Chief executive Jonathan Flint, pictured, believes the firm will continue to grow.

He said: “We employ 360 people in Oxfordshire. We expect that to rise slowly, perhaps by 10, over the coming year or so.

“We shall be looking for highly-qualified, high-quality scientists.”

He added that worldwide the company now employs 1,900 people, up 336 on last year. In the UK alone it employs 670 people at its Oxfordshire headquarters and in High Wycombe and East Grinstead.

Mr Flint said the huge surge in business was down to buying up other firms.

He said: “We have a healthy cash balance and have therefore been able to make sensible acquisitions.

“Our performance in developed markets benefited from sales of products and services from our new acquisitions.”

Mr Flint became chief executive seven years ago and since then the firm has been transformed.

He moved it away from its original core business of manufacturing magnetic resonance imaging (MRI) systems and into nanotechnology.

As a result, share values have soared from about 400p then to 1,150p yesterday.

The company this year won its 13th Queen’s Award for Innovation and Enterprise.

The award was for developing an x-ray detector to measure an object 1,000 times finer than a human hair, a process used by police forces to detect gunshot residue.

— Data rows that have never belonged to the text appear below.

pub mod service;

pub use service::DoctorService;
use anyhow::{anyhow, Result};
use diesel::Connection;
use diesel_async::async_connection_wrapper::AsyncConnectionWrapper;
use diesel_async::pooled_connection::deadpool::{Object, Pool};
use diesel_async::pooled_connection::AsyncDieselConnectionManager;
use diesel_async::AsyncPgConnection;
use diesel_migrations::{embed_migrations, EmbeddedMigrations, MigrationHarness};
use std::sync::Arc;
use tokio::time::Duration;
use tracing;

use crate::config::DatabaseConfig;

pub type DbPool = Pool<AsyncPgConnection>;
pub type DbConnection = Object<AsyncPgConnection>;

pub const MIGRATIONS: EmbeddedMigrations = embed_migrations!("migrations");

pub async fn create_pool(config: &DatabaseConfig) -> Result<Arc<DbPool>> {
    tracing::info!("Setting up database connection pool: {}", mask_database_url(&config.url));

    let manager = AsyncDieselConnectionManager::<AsyncPgConnection>::new(&config.url);
    let pool = Pool::builder(manager)
        .max_size(config.max_connections as usize)
        .build()
        .map_err(|e| anyhow!("Failed to create connection pool: {}", e))?;

    let attempts = config.connect_attempts.max(1);
    let mut last_error = anyhow!("no connection attempt made");
    for attempt in 1..=attempts {
        match tokio::time::timeout(Duration::from_secs(15), pool.get()).await {
            Ok(Ok(_conn)) => {
                tracing::info!("Database connection established on attempt {}", attempt);
                return Ok(Arc::new(pool));
            }
            Ok(Err(e)) => {
                tracing::warn!("Database connection failed on attempt {}/{}: {}", attempt, attempts, e);
                last_error = anyhow!("Database connection failed: {}", e);
            }
            Err(_) => {
                tracing::warn!("Database connection timed out on attempt {}/{}", attempt, attempts);
                last_error = anyhow!("Database connection timed out");
            }
        }

        if attempt < attempts {
            let wait = Duration::from_secs(2_u64.pow((attempt - 1).min(5)));
            tokio::time::sleep(wait).await;
        }
    }

    tracing::error!("All database connection attempts failed");
    Err(last_error)
}

/// Applies embedded migrations over a blocking wrapper connection.
pub async fn run_migrations(config: &DatabaseConfig) -> Result<()> {
    let url = config.url.clone();
    tokio::task::spawn_blocking(move || -> Result<()> {
        let mut conn = AsyncConnectionWrapper::<AsyncPgConnection>::establish(&url)
            .map_err(|e| anyhow!("Failed to open migration connection: {}", e))?;
        let applied = conn
            .run_pending_migrations(MIGRATIONS)
            .map_err(|e| anyhow!("Failed to run migrations: {}", e))?;
        for version in applied {
            tracing::info!("Applied migration {}", version);
        }
        Ok(())
    })
    .await
    .map_err(|e| anyhow!("Migration task panicked: {}", e))?
}

fn mask_database_url(url: &str) -> String {
    match url.split_once('@') {
        Some((credentials, host)) => match credentials.rsplit_once(':') {
            Some((scheme_user, _password)) if scheme_user.contains("//") => {
                format!("{}:****@{}", scheme_user, host)
            }
            _ => format!("postgres://****@{}", host),
        },
        None => url.to_string(),
    }
}
use axum::extract::Extension;
use clinic_core::types::Mailbox;

use crate::auth::CurrentUser;
use crate::error::ApiResult;
use crate::response::{self, Reply};
use crate::state::Services;

pub async fn mailbox(
    Extension(services): Extension<Services>,
    Extension(CurrentUser(user)): Extension<CurrentUser>,
) -> ApiResult<Reply<Mailbox>> {
    let mailbox = services.notifications.mailbox(user.id).await?;
    Ok(response::ok("Notifications fetched successfully", mailbox))
}

pub async fn mark_read(
    Extension(services): Extension<Services>,
    Extension(CurrentUser(user)): Extension<CurrentUser>,
) -> ApiResult<Reply<Mailbox>> {
    let mailbox = services.notifications.mark_all_read(user.id).await?;
    Ok(response::ok("All notifications marked as read", mailbox))
}

pub async fn delete_read(
    Extension(services): Extension<Services>,
    Extension(CurrentUser(user)): Extension<CurrentUser>,
) -> ApiResult<Reply<Mailbox>> {
    let mailbox = services.notifications.delete_all_read(user.id).await?;
    Ok(response::ok("All read notifications deleted successfully", mailbox))
}
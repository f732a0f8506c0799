//! Persistence seam.
//!
//! Services only talk to [`Store`]. Every write that guards an invariant is a
//! single atomic operation on the implementation side: a booking either lands
//! in a free slot or reports the slot as taken, an approval either keeps the
//! approved email/phone unique or fails with [`StoreError::Conflict`], and a
//! notification append never rewrites the rest of the mailbox.

use async_trait::async_trait;

use crate::error::StoreResult;
use crate::types::{
    Appointment, AppointmentId, AppointmentStatus, DoctorFields, DoctorFilter, DoctorId,
    DoctorProfile, DoctorStatus, NewAppointment, NewDoctor, NewUser, Notification, PageRequest,
    Slot, StoredNotification, User, UserId,
};

pub mod memory;
pub mod pg;

pub use memory::MemoryStore;
pub use pg::PgStore;

#[async_trait]
pub trait Store: Send + Sync {
    // Users

    /// Fails with `Conflict` when the email is already registered.
    async fn insert_user(&self, user: NewUser) -> StoreResult<User>;
    async fn find_user(&self, id: UserId) -> StoreResult<Option<User>>;
    async fn find_user_by_email(&self, email: &str) -> StoreResult<Option<User>>;
    async fn list_users(&self, page: PageRequest) -> StoreResult<(Vec<User>, i64)>;
    async fn admin_ids(&self) -> StoreResult<Vec<UserId>>;
    /// Flips `is_blocked` in one write and returns the new state.
    async fn toggle_user_blocked(&self, id: UserId) -> StoreResult<Option<User>>;
    async fn set_user_admin(&self, id: UserId, is_admin: bool) -> StoreResult<Option<User>>;

    // Doctors

    /// Fails with `Conflict` when the user already owns a profile.
    async fn insert_doctor(&self, doctor: NewDoctor) -> StoreResult<DoctorProfile>;
    async fn find_doctor(&self, id: DoctorId) -> StoreResult<Option<DoctorProfile>>;
    async fn find_doctor_by_user(&self, user_id: UserId) -> StoreResult<Option<DoctorProfile>>;
    async fn list_doctors(
        &self,
        filter: &DoctorFilter,
        page: PageRequest,
    ) -> StoreResult<(Vec<DoctorProfile>, i64)>;
    /// Fails with `Conflict` when approving would duplicate an approved
    /// email or phone. The owner's `is_doctor` flag is set to match the new
    /// status in the same write.
    async fn update_doctor_status(
        &self,
        id: DoctorId,
        status: DoctorStatus,
    ) -> StoreResult<Option<DoctorProfile>>;
    /// Same uniqueness rule as `update_doctor_status` for approved profiles.
    async fn update_doctor_fields(
        &self,
        id: DoctorId,
        fields: DoctorFields,
    ) -> StoreResult<Option<DoctorProfile>>;
    /// Removes the profile and clears the owner's `is_doctor` flag together.
    async fn delete_doctor(&self, id: DoctorId) -> StoreResult<Option<DoctorProfile>>;

    // Appointments

    /// The appointment currently occupying the slot, if any.
    async fn find_slot_holder(&self, slot: &Slot) -> StoreResult<Option<Appointment>>;
    /// Conditional insert. `None` means the slot is already occupied.
    async fn insert_appointment(&self, appointment: NewAppointment) -> StoreResult<Option<Appointment>>;
    async fn find_appointment(&self, id: AppointmentId) -> StoreResult<Option<Appointment>>;
    /// Compare-and-set on status. `None` when the row is missing or no
    /// longer holds `from`.
    async fn transition_appointment(
        &self,
        id: AppointmentId,
        from: AppointmentStatus,
        to: AppointmentStatus,
    ) -> StoreResult<Option<Appointment>>;
    async fn appointments_for_patient(&self, user_id: UserId) -> StoreResult<Vec<Appointment>>;
    async fn appointments_for_doctor(&self, doctor_id: DoctorId) -> StoreResult<Vec<Appointment>>;

    // Notifications

    async fn append_notification(&self, user_id: UserId, notification: &Notification) -> StoreResult<()>;
    /// The newest `limit` entries of one partition, oldest first.
    async fn notifications(
        &self,
        user_id: UserId,
        seen: bool,
        limit: i64,
    ) -> StoreResult<Vec<StoredNotification>>;
    async fn count_notifications(&self, user_id: UserId, seen: bool) -> StoreResult<i64>;
    async fn mark_notifications_seen(&self, user_id: UserId) -> StoreResult<u64>;
    async fn delete_seen_notifications(&self, user_id: UserId) -> StoreResult<u64>;
}
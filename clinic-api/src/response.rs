use axum::http::StatusCode;
use axum::Json;
use clinic_core::types::Outcome;
use serde::Serialize;

/// Success body shared by every endpoint.
#[derive(Debug, Serialize)]
pub struct Envelope<T> {
    pub success: bool,
    pub message: String,
    #[serde(skip_serializing_if = "Option::is_none")]
    pub data: Option<T>,
    #[serde(skip_serializing_if = "Option::is_none")]
    pub warning: Option<String>,
}

pub type Reply<T> = (StatusCode, Json<Envelope<T>>);

pub fn ok<T: Serialize>(message: impl Into<String>, data: T) -> Reply<T> {
    reply(StatusCode::OK, message, data, None)
}

pub fn created<T: Serialize>(message: impl Into<String>, data: T) -> Reply<T> {
    reply(StatusCode::CREATED, message, data, None)
}

/// Success whose follow-up notification may have failed.
pub fn outcome<T: Serialize>(status: StatusCode, message: impl Into<String>, outcome: Outcome<T>) -> Reply<T> {
    reply(status, message, outcome.value, outcome.warning)
}

fn reply<T: Serialize>(status: StatusCode, message: impl Into<String>, data: T, warning: Option<String>) -> Reply<T> {
    (
        status,
        Json(Envelope {
            success: true,
            message: message.into(),
            data: Some(data),
            warning,
        }),
    )
}
use std::io::Write;
use std::thread;
use std::time::Duration;

use anyhow::Context;
use clap::{Parser, ValueEnum};
use log::info;

use maze_gen::{GeneratorKind, MazeConfig, StepDriver, Strategy};

#[derive(Debug, Clone, Copy, PartialEq, Eq, ValueEnum)]
enum Algorithm {
    Backtracker,
    GrowingTree,
}

#[derive(Debug, Clone, Copy, PartialEq, Eq, ValueEnum)]
enum ActiveCell {
    Random,
    Newest,
    Oldest,
}

impl From<ActiveCell> for Strategy {
    fn from(active: ActiveCell) -> Self {
        match active {
            ActiveCell::Random => Strategy::Random,
            ActiveCell::Newest => Strategy::Newest,
            ActiveCell::Oldest => Strategy::Oldest,
        }
    }
}

/// Grow a perfect maze and print it to the terminal.
#[derive(Debug, Parser)]
#[command(name = "maze-gen", version)]
struct Args {
    #[arg(long, default_value_t = 15)]
    width: usize,

    #[arg(long, default_value_t = 15)]
    height: usize,

    #[arg(long, value_enum, default_value_t = Algorithm::Backtracker)]
    algorithm: Algorithm,

    /// Active cell selection, growing tree only.
    #[arg(long, value_enum, default_value_t = ActiveCell::Newest)]
    strategy: ActiveCell,

    /// Fixed seed for a reproducible maze.
    #[arg(long)]
    seed: Option<u64>,

    /// Redraw the maze after every tick instead of only at the end.
    #[arg(long)]
    animate: bool,

    #[arg(long, default_value_t = 1, value_parser = clap::value_parser!(u64).range(1..))]
    steps_per_tick: u64,

    #[arg(long, default_value_t = 30)]
    tick_ms: u64,
}

fn generator_kind(args: &Args) -> GeneratorKind {
    match args.algorithm {
        Algorithm::Backtracker => GeneratorKind::RecursiveBacktracker,
        Algorithm::GrowingTree => GeneratorKind::GrowingTree(args.strategy.into()),
    }
}

fn animate(driver: &mut StepDriver, steps_per_tick: usize, tick: Duration) -> anyhow::Result<()> {
    let stdout = std::io::stdout();

    while !driver.is_done() {
        driver.run_for_n_steps(steps_per_tick)?;

        let mut out = stdout.lock();
        // clear screen, cursor home
        write!(out, "\x1b[2J\x1b[H{}", driver.grid().render_ascii())?;
        writeln!(out, "steps: {}", driver.steps_taken())?;
        out.flush()?;
        drop(out);

        thread::sleep(tick);
    }

    Ok(())
}

fn main() -> anyhow::Result<()> {
    env_logger::init();
    let args = Args::parse();

    let mut config = MazeConfig::new(args.width, args.height).with_algorithm(generator_kind(&args));
    config.seed = args.seed;

    let mut driver = config
        .build()
        .with_context(|| format!("cannot start a {}x{} maze", args.width, args.height))?;
    info!("generating with {:?}", driver.kind());

    if args.animate {
        let steps_per_tick = usize::try_from(args.steps_per_tick)?;
        animate(&mut driver, steps_per_tick, Duration::from_millis(args.tick_ms))?;
    } else {
        driver.run_to_completion()?;
        print!("{}", driver.grid().render_ascii());
    }

    println!(
        "{} cells, {} passages, {} steps",
        driver.grid().len(),
        driver.grid().passages().len(),
        driver.steps_taken()
    );

    Ok(())
}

Europe accounts for about 37 per cent of business, North America 30 per cent, and Asia 14 per cent – with the rest of the world making up the rest.

Mr Flint said: “We anticipate Asia will be our fastest-growing area over the medium to longer term.”

But he said that the expertise needed for research and development would remain in the UK and, to some extent, in the US.

The firm was founded by Sir Martin Wood in 1959 with help from his wife Audrey. They started commercialising MRI technology in the garden shed of their Oxford home.

The firm was the first commercial spin-out company from the University of Oxford and was floated on the Stock Exchange in 1983.